Sur une des vignes du Bordelais, support de tests en 2013, un des ceps ayant subi un abroutissement par des cervidés. Après cela, on a pulvérisé le nouveau répulsif (en curatif, donc). Les repousses n'ont pas été touchées, signe d'efficacité du produit. Photo : P. Gaudin
4. M. Moulin, responsable de Ets Favart, à Arbis (33), a suivi les essais tel celui rapporté Tableau 1. Photo : P. Gaudin
6. Un de ces plants deux mois après (le 4 septembre). On voit encore le produit sur les feuilles déjà formées lors du traitement. Photo : P. Gaudin
Un nouveau répulsif d'origine naturelle est autorisé en France depuis le printemps dernier sous le n° d'AMM 2120057. Nommé Trico, ce produit de Kwizda à base de graisses de mouton est distribué par Solutions & Plants.

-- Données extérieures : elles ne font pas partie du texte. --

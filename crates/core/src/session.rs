//! OAuth session records

use chrono::{DateTime, Utc};
use serde::{Deserialize, Serialize};
use sha2::{Digest, Sha256};

use crate::constants::TOKEN_RENEWAL_THRESHOLD_SECS;

/// Whether a session outlives the browser redirect that created it
#[derive(Debug, Clone, Copy, Serialize, Deserialize, PartialEq, Eq)]
#[serde(rename_all = "lowercase")]
pub enum AccessMode {
    Online,
    Offline,
}

impl AccessMode {
    pub fn as_str(&self) -> &'static str {
        match self {
            AccessMode::Online => "online",
            AccessMode::Offline => "offline",
        }
    }

    pub fn from_str(s: &str) -> Option<Self> {
        match s {
            "online" => Some(AccessMode::Online),
            "offline" => Some(AccessMode::Offline),
            _ => None,
        }
    }
}

/// Token material returned by the platform OAuth endpoints
#[derive(Debug, Clone, Serialize, Deserialize)]
pub struct TokenGrant {
    pub access_token: String,
    #[serde(default)]
    pub refresh_token: Option<String>,
    #[serde(default)]
    pub expires_in: Option<i64>,
    #[serde(default)]
    pub current_user: Option<serde_json::Value>,
    #[serde(default)]
    pub access_mode: Option<AccessMode>,
    /// Unix milliseconds at which `access_token` stops being accepted
    #[serde(default)]
    pub access_token_validity: Option<i64>,
}

impl TokenGrant {
    /// Stamp the validity from `expires_in`, relative to `now_ms`
    pub fn with_validity_from(mut self, now_ms: i64) -> Self {
        if let Some(expires_in) = self.expires_in {
            self.access_token_validity = Some(now_ms + expires_in * 1000);
        }
        self
    }

    pub fn with_access_mode(mut self, mode: AccessMode) -> Self {
        self.access_mode = Some(mode);
        self
    }
}

/// Per-company (offline) or per-user (online) auth session
#[derive(Debug, Clone, Serialize, Deserialize, PartialEq)]
pub struct Session {
    pub session_id: String,
    pub company_id: Option<i64>,
    /// OAuth `state` issued with the authorization redirect
    pub state: Option<String>,
    #[serde(default)]
    pub scope: Vec<String>,
    pub expires: Option<DateTime<Utc>>,
    pub expires_in: Option<i64>,
    /// Unix milliseconds
    pub access_token_validity: Option<i64>,
    pub access_mode: AccessMode,
    pub access_token: Option<String>,
    pub current_user: Option<serde_json::Value>,
    pub refresh_token: Option<String>,
    pub is_new: bool,
    pub extension_id: Option<String>,
}

impl Session {
    pub fn new(session_id: impl Into<String>) -> Self {
        Self {
            session_id: session_id.into(),
            company_id: None,
            state: None,
            scope: Vec::new(),
            expires: None,
            expires_in: None,
            access_token_validity: None,
            access_mode: AccessMode::Online,
            access_token: None,
            current_user: None,
            refresh_token: None,
            is_new: true,
            extension_id: None,
        }
    }

    /// Online sessions get a random id; offline sessions hash
    /// `cluster:company_id` so every install for a tenant lands on one key.
    pub fn generate_session_id(is_online: bool, cluster: &str, company_id: i64) -> String {
        if is_online {
            uuid::Uuid::new_v4().to_string()
        } else {
            let mut hasher = Sha256::new();
            hasher.update(format!("{}:{}", cluster, company_id).as_bytes());
            hex::encode(hasher.finalize())
        }
    }

    pub fn update_token(&mut self, grant: &TokenGrant) {
        if let Some(mode) = grant.access_mode {
            self.access_mode = mode;
        }
        self.access_token = Some(grant.access_token.clone());
        self.current_user = grant.current_user.clone();
        self.refresh_token = grant.refresh_token.clone();
        self.expires_in = grant.expires_in;
        self.access_token_validity = grant.access_token_validity;
    }

    /// Seconds left before `expires`, if the session expires at all
    pub fn seconds_until_expiry(&self, now: DateTime<Utc>) -> Option<i64> {
        self.expires.map(|expires| (expires - now).num_seconds())
    }

    /// True when a refresh token is held and the access token has at most
    /// [`TOKEN_RENEWAL_THRESHOLD_SECS`] left.
    pub fn needs_token_renewal(&self, now_ms: i64) -> bool {
        match (self.access_token_validity, self.refresh_token.as_ref()) {
            (Some(validity), Some(_)) => validity - now_ms <= TOKEN_RENEWAL_THRESHOLD_SECS * 1000,
            _ => false,
        }
    }
}
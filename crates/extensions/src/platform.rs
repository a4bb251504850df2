//! Platform endpoints used by the webhook registry

use async_trait::async_trait;
use reqwest::Method;
use serde_json::Value;

use fdk_auth::http::execute;
use fdk_auth::{ClusterClient, PlatformClient};
use fdk_core::PlatformError;

use crate::models::{EventConfig, EventConfigList, EventQuery, SubscriberConfig, SubscriberList};

const EVENT_DETAILS_PATH: &str = "/service/common/webhook/v1.0/events/query-event-details";

/// Resolves event names to platform event ids
#[async_trait]
pub trait EventCatalog: Send + Sync {
    async fn query_event_details(
        &self,
        events: &[EventQuery],
    ) -> Result<Vec<EventConfig>, PlatformError>;
}

/// Company-scoped subscriber management
#[async_trait]
pub trait WebhookApi: EventCatalog {
    fn company_id(&self) -> i64;

    /// First subscriber registered for `extension_id`, if any
    async fn get_subscriber_config(
        &self,
        extension_id: &str,
    ) -> Result<Option<SubscriberConfig>, PlatformError>;

    async fn register_subscriber(&self, config: &SubscriberConfig) -> Result<(), PlatformError>;

    async fn update_subscriber(&self, config: &SubscriberConfig) -> Result<(), PlatformError>;
}

fn query_body(events: &[EventQuery]) -> Result<Value, PlatformError> {
    serde_json::to_value(events).map_err(|e| PlatformError::Request(e.to_string()))
}

fn subscriber_body(config: &SubscriberConfig) -> Result<Value, PlatformError> {
    serde_json::to_value(config).map_err(|e| PlatformError::Request(e.to_string()))
}

fn subscriber_path(company_id: i64) -> String {
    format!("/service/platform/webhook/v1.0/company/{}/subscriber/", company_id)
}

#[async_trait]
impl EventCatalog for ClusterClient {
    async fn query_event_details(
        &self,
        events: &[EventQuery],
    ) -> Result<Vec<EventConfig>, PlatformError> {
        let body = query_body(events)?;
        let request = self
            .http()
            .request(Method::POST, &self.url(EVENT_DETAILS_PATH), Some(&body))?;
        let list: EventConfigList = execute(request).await?;
        Ok(list.event_configs)
    }
}

#[async_trait]
impl EventCatalog for PlatformClient {
    async fn query_event_details(
        &self,
        events: &[EventQuery],
    ) -> Result<Vec<EventConfig>, PlatformError> {
        let body = query_body(events)?;
        let list: EventConfigList = self
            .request(Method::POST, EVENT_DETAILS_PATH, Some(&body))
            .await?;
        Ok(list.event_configs)
    }
}

#[async_trait]
impl WebhookApi for PlatformClient {
    fn company_id(&self) -> i64 {
        PlatformClient::company_id(self)
    }

    async fn get_subscriber_config(
        &self,
        extension_id: &str,
    ) -> Result<Option<SubscriberConfig>, PlatformError> {
        let path = format!(
            "/service/platform/webhook/v1.0/company/{}/extension/{}/subscriber",
            self.company_id(),
            extension_id
        );
        let list: SubscriberList = self.request(Method::GET, &path, None).await?;
        Ok(list.items.into_iter().next())
    }

    async fn register_subscriber(&self, config: &SubscriberConfig) -> Result<(), PlatformError> {
        let body = subscriber_body(config)?;
        let _: Value = self
            .request(Method::POST, &subscriber_path(self.company_id()), Some(&body))
            .await?;
        Ok(())
    }

    async fn update_subscriber(&self, config: &SubscriberConfig) -> Result<(), PlatformError> {
        let body = subscriber_body(config)?;
        let _: Value = self
            .request(Method::PUT, &subscriber_path(self.company_id()), Some(&body))
            .await?;
        Ok(())
    }
}
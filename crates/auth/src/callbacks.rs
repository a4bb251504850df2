//! Hooks the extension author implements

use async_trait::async_trait;

use fdk_core::Session;

pub type CallbackError = Box<dyn std::error::Error + Send + Sync>;

/// What the `auth` callback gets to see once OAuth completed
#[derive(Debug, Clone)]
pub struct AuthContext {
    pub company_id: i64,
    pub application_id: Option<String>,
    /// The extension's public base URL
    pub base_url: String,
    pub session: Session,
}

/// Lifecycle callbacks for an installed extension.
///
/// # Example
///
/// ```rust,ignore
/// struct MyCallbacks;
///
/// #[async_trait]
/// impl ExtensionCallbacks for MyCallbacks {
///     async fn auth(&self, ctx: &AuthContext) -> Result<String, CallbackError> {
///         Ok(format!("{}?company_id={}", ctx.base_url, ctx.company_id))
///     }
///
///     async fn uninstall(&self, _company_id: i64, _body: &Value) -> Result<(), CallbackError> {
///         Ok(())
///     }
/// }
/// ```
#[async_trait]
pub trait ExtensionCallbacks: Send + Sync {
    /// Returns the URL the merchant lands on after a successful launch
    async fn auth(&self, ctx: &AuthContext) -> Result<String, CallbackError>;

    async fn uninstall(
        &self,
        company_id: i64,
        body: &serde_json::Value,
    ) -> Result<(), CallbackError>;

    /// Called when the platform installs the extension for a newly created company
    async fn auto_install(
        &self,
        _company_id: i64,
        _body: &serde_json::Value,
    ) -> Result<(), CallbackError> {
        Ok(())
    }
}
#[tokio::test]
async fn test_application_proxy_headers() {
    let app = TestApp::new(None).await;
    let router = app.client.application_proxy_routes(Router::<FdkState>::new().route(
        "/app/info",
        get(
            |AxumExtension(fdk_api::ApplicationData(data)): AxumExtension<
                fdk_api::ApplicationData,
            >| async move { Json(data) },
        ),
    ));

    let response = router
        .clone()
        .oneshot(
            Request::builder()
                .uri("/app/info")
                .header("x-application-data", r#"{"_id":"app-1","token":"tok"}"#)
                .body(Body::empty())
                .unwrap(),
        )
        .await
        .unwrap();
    assert_eq!(response.status(), StatusCode::OK);
    assert_eq!(body_json(response).await["_id"], "app-1");

    let response = router
        .oneshot(
            Request::builder()
                .uri("/app/info")
                .header("x-application-data", "not json")
                .body(Body::empty())
                .unwrap(),
        )
        .await
        .unwrap();
    assert_eq!(response.status(), StatusCode::BAD_REQUEST);
}

async fn noop(_delivery: WebhookDelivery) -> Result<(), CallbackError> {
    Ok(())
}

fn webhook_config() -> WebhookConfig {
    WebhookConfig::new("/webhooks", "dev@example.com")
        .with_event("company/product/create", "1", handler_fn(noop))
        .with_subscribe_on_install(false)
}

fn webhook_request(body: &str, signature: Option<&str>) -> Request<Body> {
    let mut builder = Request::builder()
        .method("POST")
        .uri("/webhooks")
        .header(header::CONTENT_TYPE, "application/json");
    if let Some(signature) = signature {
        builder = builder.header(WEBHOOK_SIGNATURE_HEADER, signature);
    }
    builder.body(Body::from(body.to_string())).unwrap()
}

#[tokio::test]
async fn test_webhook_with_valid_signature() {
    let app = TestApp::new(Some(webhook_config())).await;
    let body = json!({
        "event": {"name": "product", "type": "create", "category": "company"},
        "company_id": 1
    })
    .to_string();
    let signature = compute_signature(API_SECRET, body.as_bytes()).unwrap();

    let response = app
        .router()
        .oneshot(webhook_request(&body, Some(&signature)))
        .await
        .unwrap();

    assert_eq!(response.status(), StatusCode::OK);
    assert_eq!(body_json(response).await, json!({"success": true}));
}

#[tokio::test]
async fn test_webhook_with_bad_signature() {
    let app = TestApp::new(Some(webhook_config())).await;
    let body = json!({
        "event": {"name": "product", "type": "create", "category": "company"},
        "company_id": 1
    })
    .to_string();

    let response = app
        .router()
        .oneshot(webhook_request(&body, Some("deadbeef")))
        .await
        .unwrap();

    assert_eq!(response.status(), StatusCode::UNAUTHORIZED);
    let body = body_json(response).await;
    assert_eq!(body["success"], false);
    assert!(body["error_message"].is_string());
}

#[tokio::test]
async fn test_webhook_without_handler() {
    let app = TestApp::new(Some(webhook_config())).await;
    let body = json!({
        "event": {"name": "order", "type": "placed", "category": "application"},
        "company_id": 1
    })
    .to_string();
    let signature = compute_signature(API_SECRET, body.as_bytes()).unwrap();

    let response = app
        .router()
        .oneshot(webhook_request(&body, Some(&signature)))
        .await
        .unwrap();

    assert_eq!(response.status(), StatusCode::NOT_FOUND);
}
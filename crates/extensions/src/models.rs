//! Webhook data models

use serde::{Deserialize, Deserializer, Serialize};
use serde_json::{Map, Value};

/// How a subscriber is associated with the company's sales channels
#[derive(Debug, Clone, Copy, Serialize, Deserialize, PartialEq, Eq)]
pub enum AssociationCriteria {
    #[serde(rename = "ALL")]
    All,
    #[serde(rename = "SPECIFIC-EVENTS")]
    SpecificEvents,
    #[serde(rename = "EMPTY")]
    Empty,
    #[serde(other, rename = "UNKNOWN")]
    Unknown,
}

impl AssociationCriteria {
    pub fn as_str(&self) -> &'static str {
        match self {
            AssociationCriteria::All => "ALL",
            AssociationCriteria::SpecificEvents => "SPECIFIC-EVENTS",
            AssociationCriteria::Empty => "EMPTY",
            AssociationCriteria::Unknown => "UNKNOWN",
        }
    }
}

#[derive(Debug, Clone, Copy, Serialize, Deserialize, PartialEq, Eq, Default)]
#[serde(rename_all = "lowercase")]
pub enum SubscriberStatus {
    #[default]
    Active,
    Inactive,
    /// Any status this crate does not manage
    #[serde(other)]
    Unknown,
}

impl SubscriberStatus {
    pub fn from_enabled(enabled: bool) -> Self {
        if enabled {
            SubscriberStatus::Active
        } else {
            SubscriberStatus::Inactive
        }
    }
}

#[derive(Debug, Clone, Serialize, Deserialize, PartialEq, Default)]
pub struct Association {
    #[serde(default)]
    pub company_id: Option<i64>,
    #[serde(default, deserialize_with = "null_as_default")]
    pub application_id: Vec<String>,
    #[serde(default)]
    pub criteria: Option<AssociationCriteria>,
    #[serde(flatten)]
    pub extra: Map<String, Value>,
}

#[derive(Debug, Clone, Serialize, Deserialize, PartialEq)]
pub struct AuthMeta {
    #[serde(rename = "type")]
    pub kind: String,
    pub secret: String,
    #[serde(flatten)]
    pub extra: Map<String, Value>,
}

impl AuthMeta {
    pub fn hmac(secret: impl Into<String>) -> Self {
        Self {
            kind: "hmac".to_string(),
            secret: secret.into(),
            extra: Map::new(),
        }
    }
}

/// An event already attached to a remote subscriber
#[derive(Debug, Clone, Serialize, Deserialize, PartialEq)]
pub struct SubscribedEvent {
    pub id: i64,
    #[serde(flatten)]
    pub extra: Map<String, Value>,
}

/// Subscriber record owned by the platform. Fields this crate does not
/// manage are kept in `extra` and sent back untouched on update.
#[derive(Debug, Clone, Serialize, Deserialize, PartialEq, Default)]
pub struct SubscriberConfig {
    #[serde(default)]
    pub name: String,
    #[serde(default)]
    pub webhook_url: String,
    #[serde(default)]
    pub association: Association,
    #[serde(default)]
    pub status: SubscriberStatus,
    #[serde(default)]
    pub auth_meta: Option<AuthMeta>,
    #[serde(default, deserialize_with = "null_as_default")]
    pub event_id: Vec<i64>,
    #[serde(default)]
    pub email_id: Option<String>,
    /// Read-only view of the subscribed events
    #[serde(default, skip_serializing, deserialize_with = "null_as_default")]
    pub event_configs: Vec<SubscribedEvent>,
    #[serde(flatten)]
    pub extra: Map<String, Value>,
}

impl SubscriberConfig {
    pub fn subscribed_event_ids(&self) -> Vec<i64> {
        self.event_configs.iter().map(|e| e.id).collect()
    }
}

#[derive(Debug, Clone, Deserialize, Default)]
pub struct SubscriberList {
    #[serde(default)]
    pub items: Vec<SubscriberConfig>,
}

/// Platform event catalog entry
#[derive(Debug, Clone, Serialize, Deserialize, PartialEq)]
pub struct EventConfig {
    pub id: i64,
    pub event_category: String,
    pub event_name: String,
    pub event_type: String,
    #[serde(deserialize_with = "string_or_number")]
    pub version: String,
    #[serde(flatten)]
    pub extra: Map<String, Value>,
}

impl EventConfig {
    /// `category/name/type/version`
    pub fn key(&self) -> String {
        format!(
            "{}/{}/{}/{}",
            self.event_category, self.event_name, self.event_type, self.version
        )
    }
}

/// One entry of an event details query
#[derive(Debug, Clone, Serialize, PartialEq, Eq)]
pub struct EventQuery {
    pub event_category: String,
    pub event_name: String,
    pub event_type: String,
    pub version: String,
}

#[derive(Debug, Clone, Deserialize, Default)]
pub struct EventConfigList {
    #[serde(default)]
    pub event_configs: Vec<EventConfig>,
}

#[derive(Debug, Clone, Deserialize)]
pub struct WebhookEvent {
    pub name: String,
    #[serde(rename = "type", default)]
    pub kind: Option<String>,
    #[serde(default)]
    pub category: Option<String>,
    #[serde(flatten)]
    pub extra: Map<String, Value>,
}

/// Body of an inbound webhook delivery
#[derive(Debug, Clone, Deserialize)]
pub struct WebhookPayload {
    pub event: WebhookEvent,
    #[serde(default, deserialize_with = "optional_company_id")]
    pub company_id: Option<i64>,
    #[serde(default)]
    pub application_id: Option<String>,
}

fn null_as_default<'de, D, T>(deserializer: D) -> Result<T, D::Error>
where
    D: Deserializer<'de>,
    T: Default + Deserialize<'de>,
{
    Ok(Option::<T>::deserialize(deserializer)?.unwrap_or_default())
}

fn string_or_number<'de, D>(deserializer: D) -> Result<String, D::Error>
where
    D: Deserializer<'de>,
{
    match Value::deserialize(deserializer)? {
        Value::String(s) => Ok(s),
        Value::Number(n) => Ok(n.to_string()),
        other => Err(serde::de::Error::custom(format!(
            "expected string or number, got {}",
            other
        ))),
    }
}

/// Company ids arrive as numbers or numeric strings
fn optional_company_id<'de, D>(deserializer: D) -> Result<Option<i64>, D::Error>
where
    D: Deserializer<'de>,
{
    match Option::<Value>::deserialize(deserializer)? {
        None | Some(Value::Null) => Ok(None),
        Some(Value::Number(n)) => n
            .as_i64()
            .map(Some)
            .ok_or_else(|| serde::de::Error::custom("company_id out of range")),
        Some(Value::String(s)) => s
            .parse::<i64>()
            .map(Some)
            .map_err(|_| serde::de::Error::custom(format!("invalid company_id: {}", s))),
        Some(other) => Err(serde::de::Error::custom(format!(
            "invalid company_id: {}",
            other
        ))),
    }
}
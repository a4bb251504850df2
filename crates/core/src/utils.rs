use chrono::Utc;
use url::Url;

use crate::constants::SESSION_COOKIE_NAME;

/// Accepts absolute http(s) URLs with a host
pub fn is_valid_url(value: &str) -> bool {
    match Url::parse(value) {
        Ok(url) => matches!(url.scheme(), "http" | "https") && url.host_str().is_some(),
        Err(_) => false,
    }
}

/// Current time as Unix milliseconds
pub fn current_timestamp_ms() -> i64 {
    Utc::now().timestamp_millis()
}

/// Name of the session cookie for a company
pub fn company_cookie_name(company_id: impl std::fmt::Display) -> String {
    format!("{}_{}", SESSION_COOKIE_NAME, company_id)
}

/// Join a base URL and an absolute path without doubling the slash
pub fn join_url(base: &str, path: &str) -> String {
    format!("{}/{}", base.trim_end_matches('/'), path.trim_start_matches('/'))
}
//! Demo extension server
//!
//! Usage: `EXTENSION_API_KEY=.. EXTENSION_API_SECRET=.. fdk-demo`

use async_trait::async_trait;
use axum::{http::request::Parts, routing::get, Extension, Json, Router};
use serde_json::{json, Value};
use std::sync::Arc;
use tower_http::trace::TraceLayer;
use tracing_subscriber::EnvFilter;

use fdk_api::config::DemoSettings;
use fdk_api::{setup_fdk, ApplicationData, FdkConfig, FdkSession, FdkState};
use fdk_auth::{AuthContext, CallbackError, ExtensionCallbacks, ExtensionConfig, PlatformClient};
use fdk_core::{KeyValueStore, MemoryStorage, RedisStorage};
use fdk_extensions::{handler_fn, WebhookConfig, WebhookDelivery};

struct DemoCallbacks;

#[async_trait]
impl ExtensionCallbacks for DemoCallbacks {
    async fn auth(&self, ctx: &AuthContext) -> Result<String, CallbackError> {
        let mut url = format!("{}?company_id={}", ctx.base_url, ctx.company_id);
        if let Some(application_id) = &ctx.application_id {
            url.push_str(&format!("&application_id={}", application_id));
        }
        Ok(url)
    }

    async fn uninstall(&self, company_id: i64, _body: &Value) -> Result<(), CallbackError> {
        tracing::info!("Extension uninstalled for company {}", company_id);
        Ok(())
    }

    async fn auto_install(&self, company_id: i64, _body: &Value) -> Result<(), CallbackError> {
        tracing::info!("Extension auto-installed for company {}", company_id);
        Ok(())
    }
}

async fn log_event(delivery: WebhookDelivery) -> Result<(), CallbackError> {
    tracing::info!(
        "Received {} for company {:?} (application {:?})",
        delivery.event_name,
        delivery.company_id,
        delivery.application_id
    );
    Ok(())
}

async fn company_info(
    Extension(client): Extension<PlatformClient>,
    Extension(FdkSession(session)): Extension<FdkSession>,
) -> Json<Value> {
    Json(json!({
        "company_id": client.company_id(),
        "scope": session.map(|s| s.scope).unwrap_or_default(),
    }))
}

async fn application_info(parts: Parts) -> Json<Value> {
    let application = parts
        .extensions
        .get::<ApplicationData>()
        .map(|ApplicationData(data)| data.clone());
    Json(json!({ "application": application }))
}

#[tokio::main]
async fn main() -> Result<(), Box<dyn std::error::Error + Send + Sync>> {
    tracing_subscriber::fmt()
        .with_env_filter(
            EnvFilter::try_from_default_env()
                .unwrap_or_else(|_| EnvFilter::new("info,fdk_api=debug,fdk_extensions=debug")),
        )
        .init();

    let settings = DemoSettings::from_env();

    let storage: Arc<dyn KeyValueStore> = match &settings.redis_url {
        Some(url) => {
            Arc::new(RedisStorage::connect(url, Some(settings.storage_prefix.as_str())).await?)
        }
        None => {
            tracing::warn!("REDIS_URL not set, sessions are kept in memory");
            Arc::new(MemoryStorage::new(Some(settings.storage_prefix.as_str())))
        }
    };

    let extension = ExtensionConfig {
        api_key: settings.api_key.clone(),
        api_secret: settings.api_secret.clone(),
        base_url: settings.base_url.clone(),
        cluster: settings.cluster.clone(),
        scopes: settings.scopes.clone(),
        access_mode: settings.access_mode,
        ..Default::default()
    }
    .with_callbacks(Arc::new(DemoCallbacks))
    .with_storage(storage)
    .with_debug(settings.debug);

    let webhook_config = settings.webhook_notification_email.as_ref().map(|email| {
        WebhookConfig::new(settings.webhook_api_path.clone(), email.clone())
            .with_event("company/product/create", "1", handler_fn(log_event))
            .with_event("company/product/update", "1", handler_fn(log_event))
    });

    let fdk = setup_fdk(FdkConfig {
        extension,
        webhook_config,
    })
    .await?;

    let platform_routes: Router<FdkState> =
        Router::new().route("/api/v1/company/info", get(company_info));
    let proxy_routes: Router<FdkState> =
        Router::new().route("/app/v1/application", get(application_info));

    let app = Router::new()
        .merge(fdk.fdk_handler())
        .merge(fdk.platform_api_routes(platform_routes))
        .merge(fdk.application_proxy_routes(proxy_routes))
        .layer(TraceLayer::new_for_http());

    let listener = tokio::net::TcpListener::bind(&settings.bind_addr).await?;
    tracing::info!("Extension server listening on {}", settings.bind_addr);
    axum::serve(listener, app).await?;
    Ok(())
}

Ce qu'il faut en savoir, en général
Autorisations actuelles et recommandations
Pour l'instant, cette spécialité est autorisée comme répulsif contre les cervidés pour des applications par pulvérisation, d'une part sur arbres forestiers (feuillus et conifères) à 20 l/ha, d'autre part à 15 l/ha sur vigne et cultures annuelles : maïs, tournesol, soja et colza. Sur ces dernières, on peut l'appliquer jusqu'à quatre fois par an.
Sur vigne, on peut pulvériser le produit une ou deux fois par an. La période de traitement va du débourrement au stade BBCH 61, c'est-à-dire le début de la floraison.
Sur feuillus et conifères de forêt, l'application peut être réalisée une fois par an, et ceci en pépinière ou en plantation car la décision d'AMM ne précise rien à ce sujet.
Pour avoir une action répulsive supérieure à un mois, le fournisseur Kwizda, fort de plusieurs années d'utilisation du produit en Autriche, conseille une proportion de 10 l du produit pour 30 à 50 l d'eau. Il préconise de ne pas descendre sous une concentration de 20 % en Trico (soit 10 l du produit pour 50 l d'eau).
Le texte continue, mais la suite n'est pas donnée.